Am 24.09.2017 um 08:40 schrieb Dave Plater:
On 23/09/2017 18:54, Daniel Bauer wrote:
Am 23.09.2017 um 18:39 schrieb Dave Plater:
On 23/09/2017 18:05, Daniel Bauer wrote:
Am 23.09.2017 um 17:40 schrieb Dave Plater: Do any
videos of type h265 play in vlc? Dave P
I only see h264. But I have other videos with the same gst-discoverer-1.0 output that are played normally. I test with these two:
does /NOT/ work in VLC: https://www.daniel-bauer.com/test/20170603_124912.mp4 (14.3MB)
plays normal: https://www.daniel-bauer.com/test/20170612_160315.mp4 (29.8MB)
(meanwhile I'll revert the vlc-beta install as it made in more worse than better...)
Possibly the official vlc will work, otherwise you can at least file a bug. Believe it or not 20170603_124912.mp4 plays in vlc-beta for me but I've got intel graphics. It appears to insist on using hardware codecs as well and I have similar output to what you posted previously but the clip plays so does the other one. When I get time I'll examine the build of the ffmpeg2 update, If you install official vlc and file a bug I can take this further. My bugzilla email is davejplater@gmail.com Dave P
Thank you Dave for your efforts on my problem!
After David Haller's explenations I believe that it is probably my good old Nvidia GeForce GTX 460 that doesn't support the larger (in pixels) video. I see that this card according to wikipedia only supports Nvidia VDPAU Feature Set C, which is up to 1920x1080px.

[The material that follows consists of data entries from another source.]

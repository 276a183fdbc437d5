//! Column Definition
//!
//! Defines table columns with their properties and cell accessors.

use chrono::{DateTime, NaiveDate, Utc};
use std::cmp::Ordering;

/// Typed cell value; drives both display text and sort order
#[derive(Debug, Clone, PartialEq)]
pub enum CellValue {
    Empty,
    Text(String),
    Number(f64),
    Bool(bool),
    Date(NaiveDate),
    Timestamp(DateTime<Utc>),
}

impl CellValue {
    pub fn text(value: impl Into<String>) -> Self {
        CellValue::Text(value.into())
    }

    /// Display text as a renderer would show it
    pub fn display(&self) -> String {
        match self {
            CellValue::Empty => String::new(),
            CellValue::Text(s) => s.clone(),
            CellValue::Number(n) if n.fract() == 0.0 => format!("{n:.0}"),
            CellValue::Number(n) => format!("{n:.1}"),
            CellValue::Bool(b) => (if *b { "Yes" } else { "No" }).to_string(),
            CellValue::Date(d) => d.format("%Y-%m-%d").to_string(),
            CellValue::Timestamp(ts) => ts.format("%Y-%m-%d %H:%M").to_string(),
        }
    }

    /// Total order for sorting: empties first, text case-insensitively
    pub fn compare(&self, other: &CellValue) -> Ordering {
        match (self, other) {
            (CellValue::Empty, CellValue::Empty) => Ordering::Equal,
            (CellValue::Empty, _) => Ordering::Less,
            (_, CellValue::Empty) => Ordering::Greater,
            (CellValue::Number(a), CellValue::Number(b)) => a.total_cmp(b),
            (CellValue::Bool(a), CellValue::Bool(b)) => a.cmp(b),
            (CellValue::Date(a), CellValue::Date(b)) => a.cmp(b),
            (CellValue::Timestamp(a), CellValue::Timestamp(b)) => a.cmp(b),
            (CellValue::Text(a), CellValue::Text(b)) => a.to_lowercase().cmp(&b.to_lowercase()),
            (a, b) => a.display().cmp(&b.display()),
        }
    }
}

impl From<&str> for CellValue {
    fn from(value: &str) -> Self {
        CellValue::Text(value.to_string())
    }
}

impl From<String> for CellValue {
    fn from(value: String) -> Self {
        CellValue::Text(value)
    }
}

impl From<u32> for CellValue {
    fn from(value: u32) -> Self {
        CellValue::Number(f64::from(value))
    }
}

impl From<f64> for CellValue {
    fn from(value: f64) -> Self {
        CellValue::Number(value)
    }
}

impl From<bool> for CellValue {
    fn from(value: bool) -> Self {
        CellValue::Bool(value)
    }
}

impl<T: Into<CellValue>> From<Option<T>> for CellValue {
    fn from(value: Option<T>) -> Self {
        value.map_or(CellValue::Empty, Into::into)
    }
}

impl From<DateTime<Utc>> for CellValue {
    fn from(value: DateTime<Utc>) -> Self {
        CellValue::Timestamp(value)
    }
}

impl From<NaiveDate> for CellValue {
    fn from(value: NaiveDate) -> Self {
        CellValue::Date(value)
    }
}

/// Column width specification (a hint for renderers)
#[derive(Debug, Clone, Copy, PartialEq)]
pub enum ColumnWidth {
    /// Fixed width in pixels
    Fixed(f32),
    /// Flexible width with optional min/max
    Flex { min: Option<f32>, max: Option<f32> },
}

impl Default for ColumnWidth {
    fn default() -> Self {
        ColumnWidth::Flex { min: None, max: None }
    }
}

/// Column definition for the DataTable
pub struct Column<R> {
    /// Column identifier
    pub id: &'static str,
    /// Column header label
    pub label: &'static str,
    pub width: ColumnWidth,
    /// Whether the column is sortable
    pub sortable: bool,
    accessor: Box<dyn Fn(&R) -> CellValue + Send + Sync>,
}

impl<R> Column<R> {
    pub fn new(
        id: &'static str,
        label: &'static str,
        accessor: impl Fn(&R) -> CellValue + Send + Sync + 'static,
    ) -> Self {
        Self {
            id,
            label,
            width: ColumnWidth::default(),
            sortable: false,
            accessor: Box::new(accessor),
        }
    }

    pub fn fixed_width(mut self, width: f32) -> Self {
        self.width = ColumnWidth::Fixed(width);
        self
    }

    /// Make the column sortable
    pub fn sortable(mut self) -> Self {
        self.sortable = true;
        self
    }

    pub fn value(&self, row: &R) -> CellValue {
        (self.accessor)(row)
    }

    pub fn render_cell(&self, row: &R) -> String {
        self.value(row).display()
    }
}

impl<R> std::fmt::Debug for Column<R> {
    fn fmt(&self, f: &mut std::fmt::Formatter<'_>) -> std::fmt::Result {
        f.debug_struct("Column")
            .field("id", &self.id)
            .field("sortable", &self.sortable)
            .finish()
    }
}
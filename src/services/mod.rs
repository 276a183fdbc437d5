//! Service Layer
//!
//! Abstraction over the data source plus async dispatch. Results come back as
//! [`ServiceEvent`]s on one channel.
//!
//! ## Architecture
//!
//! ```text
//! ┌─────────────────────────────────────────────────────────────┐
//! │                      ServiceHub                              │
//! │  ┌──────────────────┐        ┌──────────────────────────┐   │
//! │  │ DataSource (Arc) │  ───▶  │ tokio runtime (spawned)  │   │
//! │  │  MockDataSource  │        │  fetch → ServiceEvent    │   │
//! │  └──────────────────┘        └──────────────────────────┘   │
//! └─────────────────────────────────────────────────────────────┘
//!                            │
//!                            ▼ ServiceEvent (request id, result)
//! ┌─────────────────────────────────────────────────────────────┐
//! │                  Workspace::pump()                           │
//! │              (Loadable per feed, stale drop)                 │
//! └─────────────────────────────────────────────────────────────┘
//! ```

mod events;
mod hub;
pub mod mock;
mod runtime;
pub mod source;

pub use events::*;
pub use hub::*;
pub use mock::{Latency, MockData, MockDataSource};
pub use runtime::*;
pub use source::*;
//! Fleet Status - Device Health, Alerts, and Business Metrics

use crate::domain::ids::{AlertId, CompanyId, DeviceId, LocationId};
use crate::domain::range::DateRangeKey;
use chrono::{DateTime, Utc};
use serde::{Deserialize, Serialize};

#[derive(Debug, Clone, Copy, PartialEq, Eq, Hash, Serialize, Deserialize)]
#[serde(rename_all = "lowercase")]
pub enum DeviceHealth {
    Online,
    Offline,
    Maintenance,
}

impl DeviceHealth {
    pub fn label(&self) -> &'static str {
        match self {
            DeviceHealth::Online => "online",
            DeviceHealth::Offline => "offline",
            DeviceHealth::Maintenance => "maintenance",
        }
    }
}

/// Latest status reported by a device
#[derive(Debug, Clone, PartialEq, Serialize, Deserialize)]
#[serde(rename_all = "camelCase")]
pub struct DeviceStatus {
    pub device_id: DeviceId,
    pub status: DeviceHealth,
    pub last_seen: DateTime<Utc>,
    pub firmware_version: String,
    #[serde(rename = "cycles7d")]
    pub cycles_7d: u32,
    pub needs_maintenance: bool,
}

#[derive(Debug, Clone, Copy, PartialEq, Eq, PartialOrd, Ord, Hash, Serialize, Deserialize)]
#[serde(rename_all = "lowercase")]
pub enum AlertSeverity {
    Info,
    Warn,
    Critical,
}

impl AlertSeverity {
    pub fn label(&self) -> &'static str {
        match self {
            AlertSeverity::Info => "info",
            AlertSeverity::Warn => "warn",
            AlertSeverity::Critical => "critical",
        }
    }
}

#[derive(Debug, Clone, Copy, PartialEq, Eq, Hash, Serialize, Deserialize)]
#[serde(rename_all = "lowercase")]
pub enum AlertState {
    Open,
    Ack,
    Resolved,
}

impl AlertState {
    pub fn label(&self) -> &'static str {
        match self {
            AlertState::Open => "open",
            AlertState::Ack => "ack",
            AlertState::Resolved => "resolved",
        }
    }
}

#[derive(Debug, Clone, PartialEq, Serialize, Deserialize)]
#[serde(rename_all = "camelCase")]
pub struct Alert {
    pub id: AlertId,
    pub company_id: CompanyId,
    pub location_id: LocationId,
    pub device_id: DeviceId,
    pub severity: AlertSeverity,
    pub state: AlertState,
    pub title: String,
    pub description: String,
    pub created_at: DateTime<Utc>,
    pub updated_at: DateTime<Utc>,
}

/// Business KPIs for one company over one preset range
#[derive(Debug, Clone, PartialEq, Serialize, Deserialize)]
#[serde(rename_all = "camelCase")]
pub struct Metrics {
    pub company_id: CompanyId,
    pub date_range_key: DateRangeKey,
    pub co2_avoided_kg: f64,
    pub waste_diverted_kg: f64,
    pub cycles_completed: u32,
    pub maintenance_required_count: u32,
}
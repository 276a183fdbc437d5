//! Domain Models
//!
//! Plain data types shared between the data source, the stores, and the views.

pub mod catalog;
pub mod diagnostics;
pub mod ids;
pub mod range;
pub mod status;

pub use catalog::*;
pub use diagnostics::*;
pub use ids::*;
pub use range::*;
pub use status::*;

I have no idea why vlc played all those videos before and now only if I manually select another output method than VDPAU. Maybe some update has changed the behavior of vlc's "auiomatic" settings, or changed the settings from something else to automatic? I don't know.
But for now I consider my case as solved (changing the video output to "OpenGL GLX Videoausgabe (XCB)" ).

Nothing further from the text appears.